Particolare questo film di Giuseppe Capotondi e capace di suscitare interesse sia dal punto di vista cinematografico che dei contenuti.
Sul piano cinematografico, sorprende la capacità di mescolare generi diversi: la prima metà del film è quasi una ghost story, un "piccolo film di paura", che crea ansia, tensione e fa stare lo spettatore in una condizione di inquietante angoscia; la seconda parte è insieme una storia d'amore, un piccolo giallo, un dramma psicologico.
Ksenia Rappoport, che già avevo enormemente apprezzato ne La sconosciuta di Giuseppe Tornatore, conferma la sua straordinaria capacità di dare spessore ai personaggi e una complessità che è propria della vita reale. Filippo Timi, sempre bravo, gli fa degnamente da spalla.

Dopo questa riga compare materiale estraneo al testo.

//! # ProviderConfig
//!
//! Cluster-scoped bundle of credentials source and region, plus the usage
//! records that keep a ProviderConfig alive while managed resources use it.

use kube::CustomResource;
use schemars::JsonSchema;
use serde::{Deserialize, Serialize};

/// ProviderConfig configures how managed resources reach Alibaba Cloud
///
/// # Example
///
/// ```yaml
/// apiVersion: alibaba.crossplane.io/v1beta1
/// kind: ProviderConfig
/// metadata:
///   name: default
/// spec:
///   region: cn-hangzhou
///   credentials:
///     source: Secret
///     secretRef:
///       namespace: crossplane-system
///       name: alibaba-creds
/// ```
#[derive(CustomResource, Debug, Clone, PartialEq, Deserialize, Serialize, JsonSchema)]
#[kube(
    group = "alibaba.crossplane.io",
    version = "v1beta1",
    kind = "ProviderConfig",
    category = "crossplane",
    category = "provider",
    category = "alibaba",
    status = "ProviderConfigStatus",
    printcolumn = r#"{"name":"REGION", "type":"string", "jsonPath":".spec.region"}"#,
    printcolumn = r#"{"name":"SECRET-NAME", "type":"string", "jsonPath":".spec.credentials.secretRef.name", "priority": 1}"#
)]
#[serde(rename_all = "camelCase")]
pub struct ProviderConfigSpec {
    /// Where the access key is read from
    pub credentials: ProviderCredentials,
    /// Region every client built from this config targets
    #[serde(default)]
    pub region: String,
}

/// Credentials source of a ProviderConfig
#[derive(Debug, Clone, PartialEq, Deserialize, Serialize, JsonSchema)]
#[serde(rename_all = "camelCase")]
pub struct ProviderCredentials {
    /// Only `Secret` is supported
    pub source: CredentialsSource,
    /// Secret holding `accessKeyId`, `accessKeySecret` and optionally `securityToken`
    #[serde(default, skip_serializing_if = "Option::is_none")]
    pub secret_ref: Option<CredentialsSecretRef>,
}

/// Known credentials sources; anything but `Secret` is rejected at resolve time
#[derive(Debug, Clone, PartialEq, Eq, Deserialize, Serialize, JsonSchema)]
pub enum CredentialsSource {
    Secret,
    InjectedIdentity,
    Environment,
    Filesystem,
    None,
}

impl CredentialsSource {
    #[must_use]
    pub fn as_str(&self) -> &'static str {
        match self {
            Self::Secret => "Secret",
            Self::InjectedIdentity => "InjectedIdentity",
            Self::Environment => "Environment",
            Self::Filesystem => "Filesystem",
            Self::None => "None",
        }
    }
}

/// Secret selector for credentials
#[derive(Debug, Clone, PartialEq, Eq, Deserialize, Serialize, JsonSchema)]
pub struct CredentialsSecretRef {
    pub namespace: String,
    pub name: String,
}

/// Status of a ProviderConfig
#[derive(Debug, Clone, Default, PartialEq, Deserialize, Serialize, JsonSchema)]
#[serde(rename_all = "camelCase")]
pub struct ProviderConfigStatus {
    /// Number of managed resources using this ProviderConfig
    #[serde(default)]
    pub users: i64,
}

/// Records that a managed resource uses a ProviderConfig
#[derive(CustomResource, Debug, Clone, PartialEq, Deserialize, Serialize, JsonSchema)]
#[kube(
    group = "alibaba.crossplane.io",
    version = "v1beta1",
    kind = "ProviderConfigUsage",
    category = "crossplane",
    category = "provider",
    category = "alibaba",
    printcolumn = r#"{"name":"CONFIG-NAME", "type":"string", "jsonPath":".spec.providerConfigRef.name"}"#,
    printcolumn = r#"{"name":"RESOURCE-KIND", "type":"string", "jsonPath":".spec.resourceRef.kind"}"#,
    printcolumn = r#"{"name":"RESOURCE-NAME", "type":"string", "jsonPath":".spec.resourceRef.name"}"#
)]
#[serde(rename_all = "camelCase")]
pub struct ProviderConfigUsageSpec {
    pub provider_config_ref: super::ProviderConfigReference,
    pub resource_ref: TypedReference,
}

/// Reference to a managed resource by API version, kind and name
#[derive(Debug, Clone, PartialEq, Eq, Deserialize, Serialize, JsonSchema)]
#[serde(rename_all = "camelCase")]
pub struct TypedReference {
    pub api_version: String,
    pub kind: String,
    pub name: String,
    #[serde(default, skip_serializing_if = "Option::is_none")]
    pub uid: Option<String>,
}

#[cfg(test)]
mod tests {
    use super::*;

    #[test]
    fn test_provider_config_spec_deserialize() {
        let spec: ProviderConfigSpec = serde_json::from_value(serde_json::json!({
            "region": "cn-beijing",
            "credentials": {
                "source": "Secret",
                "secretRef": {"namespace": "crossplane-system", "name": "alibaba-creds"}
            }
        }))
        .unwrap();
        assert_eq!(spec.region, "cn-beijing");
        assert_eq!(spec.credentials.source, CredentialsSource::Secret);
        assert_eq!(
            spec.credentials.secret_ref.unwrap().name,
            "alibaba-creds".to_string()
        );
    }

    #[test]
    fn test_credentials_source_names() {
        assert_eq!(CredentialsSource::Secret.as_str(), "Secret");
        assert_eq!(CredentialsSource::InjectedIdentity.as_str(), "InjectedIdentity");
    }
}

Ma, dal mio punto di vista, l'aspetto più interessante del film è la capacità del regista di rendere per immagini il dialogo interiore tra conscio e inconscio e la riflessione che guardare sullo schermo il fluire dell'inconscio suggerisce. Ho trovato entusiasmante il racconto di sintesi dell'inconscio, capace di chiamare a raccolta passato, presente e futuro, di mescolare eventi e persone, di trasfigurare i nostri sensi di colpa e le speranze più recondite. E ancora più entusiasmante è poi il confronto con la realtà e il processo di razionalizzazione e selezione che la nostra mente conscia inevitabilmente fa, e non sempre per il meglio.
In questa fase della vita forse avrei voluto che il film riuscisse a suggerire una via d'uscita, ad aprire una speranza, a forgiare una forma di felicità. Purtroppo, invece, non si può fare a meno di sentire e condividere il blocco interiore dei personaggi, cui neppure essere messi faccia a faccia con le pieghe più profonde del proprio io dà la forza di conferire una reale svolta alla propria esistenza.
E alla fine del film resta sospeso e incombente l'interrogativo sul senso della nostra vita.